14 de octubre de 2010

Máquina inocua

Fumo. Vuelvo a poner uno de los dos discos de Kenny Wheeler que tengo. Algo escribí recién sobre Canto general, pero me agarró la loca de borrarlo, así que largo de nuevo. La noche trajo el frío, y yo una cerveza bien helada de lo de Belén. Marcelo no tenía aceitunas negras, y -por hoy, me dijo- tampoco de las verdes. Estoy de ojotas y pantaloncito corto, pero tengo puesto el buzo que Tal Gabu me obsequió (en compensación por el que me masilló en el taller).
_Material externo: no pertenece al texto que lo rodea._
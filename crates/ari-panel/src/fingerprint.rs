//! Generation fingerprints
//!
//! A [`Fingerprint`] identifies one unit of generation work: the same
//! panel, policy, resolved spec, and backend model always fold to the
//! same 32 bytes, which is what lets the orchestrator deduplicate and
//! coalesce identical requests.

use crate::id::{PanelId, PolicyId};
use serde::{Deserialize, Serialize};
use std::fmt::{self, Display, Formatter};
use std::str::FromStr;

/// Field separator inside the fingerprint preimage, so adjacent fields
/// cannot shift content into one another.
const FIELD_BOUNDARY: &[u8] = b"\x00";

/// Blake3 digest over the generation dedup key
///
/// Rendered as 64 lowercase hex chars in text and JSON.
#[derive(Debug, Clone, Copy, PartialEq, Eq, Hash)]
pub struct Fingerprint([u8; 32]);

impl Fingerprint {
    /// Fold the dedup key (panel, policy, spec content, model) into a
    /// fingerprint.
    ///
    /// The spec is JSON-encoded; the ids and model are hashed as their
    /// text forms, each field terminated by a zero byte.
    ///
    /// # Errors
    /// Returns [`FingerprintError::SpecEncoding`] if the spec cannot be
    /// JSON-encoded.
    pub fn for_generation<S>(
        panel: &PanelId,
        policy: &PolicyId,
        spec: &S,
        model_id: &str,
    ) -> Result<Self, FingerprintError>
    where
        S: Serialize,
    {
        let spec_json = serde_json::to_vec(spec)?;
        let mut hasher = blake3::Hasher::new();
        hasher.update(panel.as_str().as_bytes());
        hasher.update(FIELD_BOUNDARY);
        hasher.update(policy.as_str().as_bytes());
        hasher.update(FIELD_BOUNDARY);
        hasher.update(&spec_json);
        hasher.update(FIELD_BOUNDARY);
        hasher.update(model_id.as_bytes());
        Ok(Self(*hasher.finalize().as_bytes()))
    }

    /// Digest arbitrary bytes into a fingerprint
    ///
    /// Mainly useful for minting distinct fingerprints outside the
    /// generation path (fixtures, cache probes in stats).
    #[inline]
    #[must_use]
    pub fn digest(data: &[u8]) -> Self {
        Self(*blake3::hash(data).as_bytes())
    }

    /// First 16 hex chars, for log lines
    #[inline]
    #[must_use]
    pub fn short(&self) -> String {
        hex::encode(&self.0[..8])
    }
}

impl Display for Fingerprint {
    fn fmt(&self, f: &mut Formatter<'_>) -> fmt::Result {
        f.write_str(&hex::encode(self.0))
    }
}

impl FromStr for Fingerprint {
    type Err = FingerprintError;

    fn from_str(s: &str) -> Result<Self, Self::Err> {
        let raw = hex::decode(s)?;
        let bytes: [u8; 32] = raw
            .try_into()
            .map_err(|rest: Vec<u8>| FingerprintError::WrongLength(rest.len()))?;
        Ok(Self(bytes))
    }
}

// Hex string in every serde format; the audit trail and wire contract
// are JSONL/JSON, so there is no binary path to optimize for.
impl Serialize for Fingerprint {
    fn serialize<S>(&self, serializer: S) -> Result<S::Ok, S::Error>
    where
        S: serde::Serializer,
    {
        serializer.collect_str(self)
    }
}

impl<'de> Deserialize<'de> for Fingerprint {
    fn deserialize<D>(deserializer: D) -> Result<Self, D::Error>
    where
        D: serde::Deserializer<'de>,
    {
        let text = String::deserialize(deserializer)?;
        text.parse().map_err(serde::de::Error::custom)
    }
}

/// Fingerprint construction and parsing failures
#[derive(Debug, thiserror::Error)]
pub enum FingerprintError {
    /// Hex text decoded to the wrong number of bytes
    #[error("fingerprint must be 32 bytes, decoded {0}")]
    WrongLength(usize),

    /// Text was not valid hex
    #[error("fingerprint is not valid hex: {0}")]
    NotHex(#[from] hex::FromHexError),

    /// Spec could not be JSON-encoded for hashing
    #[error("spec could not be encoded for fingerprinting: {0}")]
    SpecEncoding(#[from] serde_json::Error),
}

#[cfg(test)]
mod tests {
    use super::*;

    #[derive(Serialize)]
    struct FakeSpec {
        policy_version: u32,
        summary: &'static str,
    }

    fn ids() -> (PanelId, PolicyId) {
        ("INS_L1_P3_01".parse().unwrap(), "gender_swap_v1".parse().unwrap())
    }

    #[test]
    fn same_dedup_key_same_fingerprint() {
        let (panel, policy) = ids();
        let spec = FakeSpec {
            policy_version: 1,
            summary: "swap client gender",
        };
        let a = Fingerprint::for_generation(&panel, &policy, &spec, "sd-xl-anim-v2").unwrap();
        let b = Fingerprint::for_generation(&panel, &policy, &spec, "sd-xl-anim-v2").unwrap();
        assert_eq!(a, b);
    }

    #[test]
    fn every_key_field_feeds_the_fingerprint() {
        let (panel, policy) = ids();
        let other_panel: PanelId = "INS_L1_P4_02".parse().unwrap();
        let other_policy: PolicyId = "diverse_v1".parse().unwrap();
        let spec = FakeSpec {
            policy_version: 1,
            summary: "swap client gender",
        };
        let bumped = FakeSpec {
            policy_version: 2,
            summary: "swap client gender",
        };

        let base = Fingerprint::for_generation(&panel, &policy, &spec, "sd-xl-anim-v2").unwrap();
        assert_ne!(
            base,
            Fingerprint::for_generation(&other_panel, &policy, &spec, "sd-xl-anim-v2").unwrap()
        );
        assert_ne!(
            base,
            Fingerprint::for_generation(&panel, &other_policy, &spec, "sd-xl-anim-v2").unwrap()
        );
        assert_ne!(
            base,
            Fingerprint::for_generation(&panel, &policy, &bumped, "sd-xl-anim-v2").unwrap()
        );
        assert_ne!(
            base,
            Fingerprint::for_generation(&panel, &policy, &spec, "sd-xl-anim-v3").unwrap()
        );
    }

    #[test]
    fn display_round_trips_through_parse() {
        let fp = Fingerprint::digest(b"panel content");
        let text = fp.to_string();
        assert_eq!(text.len(), 64);
        assert_eq!(text.parse::<Fingerprint>().unwrap(), fp);
    }

    #[test]
    fn parse_rejects_bad_text() {
        assert!(matches!(
            "zz".repeat(32).parse::<Fingerprint>(),
            Err(FingerprintError::NotHex(_))
        ));
        assert!(matches!(
            "abcd".parse::<Fingerprint>(),
            Err(FingerprintError::WrongLength(2))
        ));
    }

    #[test]
    fn serde_uses_hex_text() {
        let fp = Fingerprint::digest(b"panel content");
        let json = serde_json::to_string(&fp).unwrap();
        assert_eq!(json, format!("\"{fp}\""));
        let back: Fingerprint = serde_json::from_str(&json).unwrap();
        assert_eq!(back, fp);
    }

    #[test]
    fn short_is_a_prefix_of_display() {
        let fp = Fingerprint::digest(b"panel content");
        assert_eq!(fp.short().len(), 16);
        assert!(fp.to_string().starts_with(&fp.short()));
    }
}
Estoy de ojotas, digo, y siento el frío de estas diez y media de la noche en los pies.

Piedra Limada pasó por la siesta, a alcanzarme guita. Me fui con él -me decidí a ir a lo del Hijo de Puta, a comprarle fiambre, pan- y se encontró con que se había dejado las llaves en alguna parte. Y no habían quedado en casa, sino que se las había dejado en lo de Susana, que era de donde venía cuando pasó por la mía. Total: idas y venidas bajo un sol lindo, y comer en la carpintería sanguchitos de mortadela y queso.
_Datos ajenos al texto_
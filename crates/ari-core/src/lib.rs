//! ARI Core
//!
//! The variant pipeline: adaptive re-illustration of therapy-course panels
//! under demographic variant policies, with validation, human review, audit,
//! and a canonical-panel fallback guarantee.
//!
//! # Core Concepts
//!
//! - [`VariantJob`] / [`JobOutcome`]: one (panel, policy) unit of work and
//!   its terminal result — approved variant, canonical fallback, or cancelled
//! - [`Pipeline`]: strictly ordered stages, every transition audited
//! - [`WorkerPool`]: bounded concurrency over independent jobs
//! - [`ReviewQueue`]: flagged variants awaiting a clinician
//! - [`resume_stage`]: event-sourced restart from the audit trail

#![warn(unreachable_pub)]
#![allow(missing_docs)]

// Core modules
mod config;
mod error;
mod job;
mod pipeline;
mod resume;
mod review_queue;
mod worker;

// Re-exports
pub use config::PipelineConfig;
pub use error::PipelineError;
pub use job::{CancelToken, FallbackReason, JobId, JobOutcome, VariantJob};
pub use pipeline::Pipeline;
pub use resume::{resume_stage, ResumePoint};
pub use review_queue::{ReviewCase, ReviewPriority, ReviewQueue, ReviewQueueError};
pub use worker::WorkerPool;

/// Version of this crate
pub const VERSION: &str = env!("CARGO_PKG_VERSION");
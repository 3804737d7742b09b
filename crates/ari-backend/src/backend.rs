//! Generation backend trait and failure taxonomy

use crate::request::{GenerationRequest, GenerationResult};

/// External image-generation capability
///
/// Implementations wrap a diffusion service with structural conditioning.
/// The pipeline never interprets pixel content; it only consumes this
/// request/response contract.
#[async_trait::async_trait]
pub trait GenerationBackend: Send + Sync {
    /// Submit one generation request
    async fn generate(&self, request: &GenerationRequest)
        -> Result<GenerationResult, BackendError>;

    /// Identifier of the model this backend targets
    fn model_id(&self) -> &str;
}

/// Typed backend failure
#[derive(Debug, Clone, thiserror::Error)]
pub enum BackendError {
    /// Attempt exceeded its deadline
    #[error("backend attempt timed out")]
    Timeout,

    /// Backend asked us to slow down
    #[error("backend rate limited")]
    RateLimited,

    /// Backend unavailable (5xx-equivalent)
    #[error("backend unavailable: {0}")]
    Unavailable(String),

    /// Content-policy rejection — never retried
    #[error("backend rejected request: {reason}")]
    Rejected {
        /// Backend-reported reason
        reason: String,
    },

    /// Request the backend could not parse — never retried
    #[error("malformed request: {0}")]
    Malformed(String),
}

impl BackendError {
    /// Whether this failure is transient and eligible for retry
    #[inline]
    #[must_use]
    pub fn is_transient(&self) -> bool {
        matches!(self, Self::Timeout | Self::RateLimited | Self::Unavailable(_))
    }
}

#[cfg(test)]
mod tests {
    use super::*;

    #[test]
    fn transient_classification() {
        assert!(BackendError::Timeout.is_transient());
        assert!(BackendError::RateLimited.is_transient());
        assert!(BackendError::Unavailable("503".to_string()).is_transient());
        assert!(!BackendError::Rejected { reason: "policy".to_string() }.is_transient());
        assert!(!BackendError::Malformed("bad prompt".to_string()).is_transient());
    }
}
Por supuesto, a la vuelta, me cagué durmiendo, y tuve que faltarle al analista. Lástima: algo había cosechado en la semana, algo había colegido. Pero, el darte cuenta, sólo en terapia; si no, ¿para qué?
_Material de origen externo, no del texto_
//! Worker pool
//!
//! Runs independent jobs concurrently under a semaphore bound. Jobs share
//! nothing but the orchestrator's dedup cache and the audit log; two jobs
//! for the same (panel, policy) coalesce there, not here.

use crate::error::PipelineError;
use crate::job::{CancelToken, JobId, JobOutcome, VariantJob};
use crate::pipeline::Pipeline;
use std::sync::Arc;
use tokio::sync::Semaphore;

/// Bounded concurrent executor for variant jobs
pub struct WorkerPool {
    pipeline: Arc<Pipeline>,
    permits: Arc<Semaphore>,
}

impl WorkerPool {
    /// Create a pool; concurrency comes from the pipeline configuration
    #[must_use]
    pub fn new(pipeline: Arc<Pipeline>) -> Self {
        let permits = Arc::new(Semaphore::new(pipeline.config().worker_concurrency.max(1)));
        Self { pipeline, permits }
    }

    /// The pipeline this pool drives
    #[inline]
    #[must_use]
    pub fn pipeline(&self) -> &Arc<Pipeline> {
        &self.pipeline
    }

    /// Run a batch of jobs to completion, in input order
    ///
    /// Each job gets the shared cancel token; cancellation lets in-flight
    /// stages finish and discards their results.
    pub async fn run_all(
        &self,
        jobs: Vec<VariantJob>,
        cancel: &CancelToken,
    ) -> Vec<(JobId, Result<JobOutcome, PipelineError>)> {
        let mut handles = Vec::with_capacity(jobs.len());
        for job in jobs {
            let id = job.id;
            let pipeline = self.pipeline.clone();
            let permits = self.permits.clone();
            let cancel = cancel.clone();
            let handle = tokio::spawn(async move {
                let permit = permits.acquire_owned().await;
                if permit.is_err() {
                    // Pool shut down while the job waited for a slot
                    return Ok(JobOutcome::Cancelled);
                }
                pipeline.run_job(&job, &cancel).await
            });
            handles.push((id, handle));
        }

        // One entry per input job, even when a task panics
        let mut outcomes = Vec::with_capacity(handles.len());
        for (id, handle) in handles {
            match handle.await {
                Ok(outcome) => outcomes.push((id, outcome)),
                Err(join_error) => {
                    tracing::error!(job = %id, %join_error, "worker task panicked");
                    outcomes.push((id, Err(PipelineError::JobPanicked { job: id })));
                }
            }
        }
        outcomes
    }
}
Fumo. No me sale mucho escribir, por estos días, porque no tengo nada que decir. Es como una estasis: estoy repleto, nada entra, nada sale. "Estómago capaz", le escribí a una gorda tremenda que me calentara. Leer es una máquina que funciona, y con ella "trabajo": me pongo a funcionar por horas, a todo atiendo, plena concentración.

Nada que decir, entonces. Y es por eso, lo sé, que salen los textos incoherentes: porque te morís por escribir, y nada sale. Y babeás palabras, babeás ritmos y vocabulario, viejardo chochex, y a nada llegás. Máquina inocua.